▶ [WHAT TO PRODUCE]: Find every line containing the string "JournalApi" in the data below, and report how many there are, with no other words.

Stored items:

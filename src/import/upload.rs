//! Sequential batch upload of parsed candidates. One POST is awaited at
//! a time so per-row outcomes keep the file order; a failed item is
//! tallied and the loop moves on — no retry, no rollback.

use serde::{Deserialize, Serialize};

use super::importer::ImportBatch;
use crate::api::JournalApi;

/// Snapshot passed to the progress callback after each item.
#[derive(Debug, Clone, Copy, PartialEq, Eq, Serialize, Deserialize)]
#[serde(rename_all = "camelCase")]
pub struct UploadProgress {
    pub completed: usize,
    pub total: usize,
    pub failed: usize,
}

/// Aggregate outcome of a batch upload.
#[derive(Debug, Clone, Default, Serialize, Deserialize)]
#[serde(rename_all = "camelCase")]
pub struct UploadReport {
    pub uploaded: usize,
    pub failed: usize,
    pub errors: Vec<String>,
}

impl UploadReport {
    /// The batch counts as a success when at least one trade made it up.
    pub fn succeeded(&self) -> bool {
        self.uploaded > 0
    }
}

/// Upload every candidate in the batch, in order, reporting progress
/// after each item. Errors are per-item; the loop never aborts early.
pub async fn upload_candidates<A, F>(
    api: &A,
    batch: &ImportBatch,
    mut on_progress: F,
) -> UploadReport
where
    A: JournalApi + ?Sized,
    F: FnMut(UploadProgress),
{
    let total = batch.candidates.len();
    let mut report = UploadReport::default();

    for (index, candidate) in batch.candidates.iter().enumerate() {
        match api.create_trade(&candidate.to_create_input()).await {
            Ok(_) => report.uploaded += 1,
            Err(e) => {
                log::warn!("upload failed for {} ({}): {}", candidate.ticker, candidate.id, e);
                report.failed += 1;
                report
                    .errors
                    .push(format!("{} ({}): {}", candidate.ticker, candidate.id, e));
            }
        }

        on_progress(UploadProgress {
            completed: index + 1,
            total,
            failed: report.failed,
        });
    }

    report
}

▶ [WRITTEN RESPONSE]: 2